I couldn't agree more on your analysis of NFTS and I feel the strong need to back you up with an account of my own experience, which I'll break down into the same categories you did. 

MONEY

The course is very expensive and you'll have to either move to Beaconsfield or do a hell of a commute. I hate to say it, but the school operates as a studio and you are labouring for free to promote the school. 

THE GAME 

NFTS is the most ruthless, cut throat environment I have ever been in. Nik Powell (head of the school) will only help certain people -his favourites. Often the people he helps are the ones that have proved themselves to be utterly ruthless - a girl comes to mind who stole another girls work who was a favourite of Nik's. Jon Wardle, the registrar, is a total bully, and you'll have to go through a couple of excruciatingly patronising and insulting interviews with him before you're allowed to graduate. 

Yes--getting in is just the beginning!

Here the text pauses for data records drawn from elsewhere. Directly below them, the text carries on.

//! Process-wide cache instance
//!
//! Hosts that want a single shared cache use `current()`; everything else can
//! construct its own `MemoryCache`.

use std::sync::Arc;

use once_cell::sync::Lazy;
use tracing::debug;

use crate::cache::MemoryCache;
use crate::models::Document;

static CURRENT: Lazy<Arc<MemoryCache<Document>>> = Lazy::new(|| {
    debug!("Initializing process-wide document cache");
    Arc::new(MemoryCache::new())
});

/// Returns the process-wide document cache, creating it on first use.
pub fn current() -> Arc<MemoryCache<Document>> {
    Arc::clone(&CURRENT)
}
//! Request and Response models for the cache daemon API
//!
//! Defines the cached document type and the DTOs used for
//! serializing/deserializing HTTP request and response bodies.

pub mod document;
pub mod requests;
pub mod responses;

// Re-export commonly used types
pub use document::Document;
pub use requests::{MinAgeRequest, PutEntryRequest, RegisterTypeRequest};
pub use responses::{
    ClearResponse, ErrorResponse, HealthResponse, MinAgeResponse, PoliciesResponse, PolicyView,
    PutEntryResponse, StatsResponse, SweepResponse,
};
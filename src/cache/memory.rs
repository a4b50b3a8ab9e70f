//! Memory Cache Module
//!
//! Thread-safe front of `CacheStore`: one coarse reader/writer lock around the
//! whole store plus the clock that stamps writes and ages entries.

use std::sync::Arc;
use std::time::Duration;

use parking_lot::RwLock;
use tracing::{debug, warn};

use crate::cache::{
    CacheKey, CacheStats, CacheStore, Cacheable, Clock, SystemClock, TypePolicy, TypeTag,
};
use crate::config::CacheConfig;
use crate::error::Result;

// == Memory Cache ==
/// Shared cache of `V` values keyed by their own identity.
///
/// Writers and eviction passes hold the write guard for their whole run, so
/// readers never see an entry half removed. Lookups share the read guard.
///
/// # Example
/// ```
/// use std::time::Duration;
/// use policy_cache::cache::{CacheKey, Cacheable, MemoryCache, TypeTag};
/// use uuid::Uuid;
///
/// struct Customer { id: Uuid }
///
/// impl Cacheable for Customer {
///     fn cache_key(&self) -> CacheKey { self.id }
///     fn type_tag(&self) -> TypeTag { TypeTag::from("customer") }
/// }
///
/// let cache = MemoryCache::new();
/// cache.register_cache_type("customer", 10, Some(Duration::from_secs(60)));
///
/// let id = Uuid::new_v4();
/// cache.add_update_entry(Customer { id }).unwrap();
/// assert!(cache.try_get_entry(&id).is_some());
/// assert_eq!(cache.size(), 1);
/// ```
#[derive(Debug)]
pub struct MemoryCache<V, C = SystemClock> {
    store: RwLock<CacheStore<V>>,
    clock: C,
}

impl<V: Cacheable> MemoryCache<V, SystemClock> {
    // == Constructor ==
    /// Creates an empty cache on the system clock.
    pub fn new() -> Self {
        Self::with_clock(SystemClock)
    }
}

impl<V: Cacheable> Default for MemoryCache<V, SystemClock> {
    fn default() -> Self {
        Self::new()
    }
}

impl<V: Cacheable, C: Clock> MemoryCache<V, C> {
    /// Creates an empty cache that reads time from `clock`.
    pub fn with_clock(clock: C) -> Self {
        Self {
            store: RwLock::new(CacheStore::new()),
            clock,
        }
    }

    pub fn clock(&self) -> &C {
        &self.clock
    }

    // == Registration ==
    /// Inserts or replaces the policy for `tag`.
    ///
    /// `max_age` of `None` means the default of one day.
    pub fn register_cache_type(
        &self,
        tag: impl Into<TypeTag>,
        max_size: usize,
        max_age: Option<Duration>,
    ) {
        self.register_policy(tag, TypePolicy::new(max_size, max_age));
    }

    pub fn register_policy(&self, tag: impl Into<TypeTag>, policy: TypePolicy) {
        self.store.write().register(tag.into(), policy);
    }

    /// Registers every configured type and adopts the auto-register flag.
    pub fn apply_config(&self, config: &CacheConfig) {
        let mut store = self.store.write();
        store.set_auto_register(config.auto_register);
        for (tag, policy) in config.policies() {
            store.register(tag, policy);
        }
        debug!(
            types = config.types.len(),
            auto_register = config.auto_register,
            "Applied cache configuration"
        );
    }

    pub fn policy(&self, tag: &str) -> Option<TypePolicy> {
        self.store.read().policy(tag)
    }

    /// All registered policies ordered by tag.
    pub fn policies(&self) -> Vec<(TypeTag, TypePolicy)> {
        self.store.read().policies()
    }

    pub fn set_auto_register(&self, enabled: bool) {
        self.store.write().set_auto_register(enabled);
    }

    // == Add / Update ==
    /// Stores `value` under its own key, restarting its age.
    ///
    /// Never evicts; a type may exceed its `max_size` until the next
    /// `reduce_pressure`.
    pub fn add_update_entry(&self, value: V) -> Result<()> {
        let now = self.clock.now();
        self.store.write().add_update(value, now).map_err(|error| {
            warn!(%error, "Rejected cache write");
            error
        })
    }

    // == Lookup ==
    /// Returns the value stored under `key`, if any. Does not refresh its age.
    pub fn try_get_entry(&self, key: &CacheKey) -> Option<Arc<V>> {
        self.store.read().get(key)
    }

    /// Total number of entries across all types.
    pub fn size(&self) -> usize {
        self.store.read().len()
    }

    pub fn size_of_type(&self, tag: &str) -> usize {
        self.store.read().len_of_type(tag)
    }

    pub fn is_empty(&self) -> bool {
        self.store.read().is_empty()
    }

    pub fn stats(&self) -> CacheStats {
        self.store.read().stats()
    }

    // == Eviction ==
    /// Age-gated shrink of every over-budget type. Returns entries removed.
    pub fn reduce_pressure(&self) -> usize {
        let now = self.clock.now();
        self.store.write().reduce_pressure(now)
    }

    /// Removes every entry past its type's `max_age`. Returns entries removed.
    pub fn clean(&self) -> usize {
        let now = self.clock.now();
        self.store.write().clean(now)
    }

    /// Empties the entry store. Policies and settings are kept.
    pub fn clear(&self) {
        let removed = self.store.write().clear();
        debug!(removed, "Cleared cache");
    }

    // == Min Age ==
    pub fn min_age(&self) -> Duration {
        self.store.read().min_age()
    }

    /// Sets the age below which `reduce_pressure` leaves entries alone.
    pub fn set_min_age(&self, min_age: Duration) {
        self.store.write().set_min_age(min_age);
    }
}
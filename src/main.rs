//! Policy Cache daemon
//!
//! Serves the process-wide document cache over HTTP and keeps it within its
//! policies with a background maintenance task.

use std::net::SocketAddr;
use std::time::Duration;

use anyhow::Context;
use tokio::signal;
use tracing::{info, warn};
use tracing_subscriber::{layer::SubscriberExt, util::SubscriberInitExt};

use policy_cache::api::create_router;
use policy_cache::{spawn_maintenance_task, AppState, Config, MaintenanceSchedule};

/// Main entry point for the cache daemon.
///
/// # Startup Sequence
/// 1. Initialize tracing subscriber for logging
/// 2. Load configuration from environment variables
/// 3. Apply the policy table to the process-wide cache
/// 4. Start the background maintenance task
/// 5. Create Axum router with all endpoints
/// 6. Start HTTP server on configured port
/// 7. Handle graceful shutdown on SIGINT/SIGTERM
#[tokio::main]
async fn main() -> anyhow::Result<()> {
    // Defaults to "info" level, can be overridden with RUST_LOG env var
    tracing_subscriber::registry()
        .with(
            tracing_subscriber::EnvFilter::try_from_default_env()
                .unwrap_or_else(|_| "policy_cache=info,tower_http=info".into()),
        )
        .with(tracing_subscriber::fmt::layer())
        .init();

    info!("Starting Policy Cache daemon");

    let config = Config::from_env();
    info!(
        "Configuration loaded: port={}, clean_interval={}s, pressure_interval={}s, min_age={}s",
        config.server_port, config.clean_interval, config.pressure_interval, config.min_age
    );

    let cache_config = config.load_cache_config()?;
    for type_config in cache_config.types.iter().filter(|t| !t.seed_queries.is_empty()) {
        info!(
            type_name = %type_config.type_name,
            queries = type_config.seed_queries.len(),
            "Seed queries are left to the loader"
        );
    }

    let state = AppState::current();
    state.cache.apply_config(&cache_config);
    state
        .cache
        .set_min_age(Duration::from_secs(config.min_age));
    info!(types = cache_config.types.len(), "Cache initialized");

    let maintenance_handle = spawn_maintenance_task(
        state.cache.clone(),
        MaintenanceSchedule::from_config(&config),
    );

    let app = create_router(state);

    let addr = SocketAddr::from(([0, 0, 0, 0], config.server_port));
    let listener = tokio::net::TcpListener::bind(addr)
        .await
        .with_context(|| format!("Failed to bind {}", addr))?;
    info!("Server listening on http://{}", addr);

    axum::serve(listener, app)
        .with_graceful_shutdown(shutdown_signal(maintenance_handle))
        .await
        .context("Server error")?;

    info!("Server shutdown complete");
    Ok(())
}

/// Waits for shutdown signal (Ctrl+C or SIGTERM).
///
/// On shutdown signal, aborts the maintenance task and allows graceful shutdown.
async fn shutdown_signal(maintenance_handle: tokio::task::JoinHandle<()>) {
    let ctrl_c = async {
        if let Err(error) = signal::ctrl_c().await {
            warn!(%error, "Failed to listen for Ctrl+C");
            std::future::pending::<()>().await;
        }
    };

    #[cfg(unix)]
    let terminate = async {
        match signal::unix::signal(signal::unix::SignalKind::terminate()) {
            Ok(mut stream) => {
                stream.recv().await;
            }
            Err(error) => {
                warn!(%error, "Failed to install SIGTERM handler");
                std::future::pending::<()>().await;
            }
        }
    };

    #[cfg(not(unix))]
    let terminate = std::future::pending::<()>();

    tokio::select! {
        _ = ctrl_c => {
            info!("Received Ctrl+C, initiating shutdown...");
        }
        _ = terminate => {
            info!("Received SIGTERM, initiating shutdown...");
        }
    }

    maintenance_handle.abort();
    warn!("Maintenance task aborted");
}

Once there, you can be expect to be pushed to your absolute limit by your teachers - very few of whom are actually nice people. It is common to see people having total emotional crying meltdowns during and after reviews from teachers. I encountered a couple of teachers who were downright sadistic and seemed to want to see me fail (which I didn't, and the both teachers both left whilst I was still there, thankfully).

The political tension within the school is unbelievable. Teachers having affairs with each others wives, wtf! During my tenure, a visiting tutor who had her eye on the position of head of documentary department (which was already filled by someone who had been doing it for years) tried to sabotage the entire department in her attempt to steal this guy's job from him. This had such a knock on effect that the filming of all 8 documentaries that year had to be postponed.  

ATMOSPHERE

The most bitchy, fake atmosphere I've been in since my days at an elitist boarding school. Everyone is in so much fear about being criticised that they constantly bitch about everyone else and bring other people down to try to take the heat off themselves. NFTS will take the nicest, purest person into a selfish ****. I know, it happened to me. 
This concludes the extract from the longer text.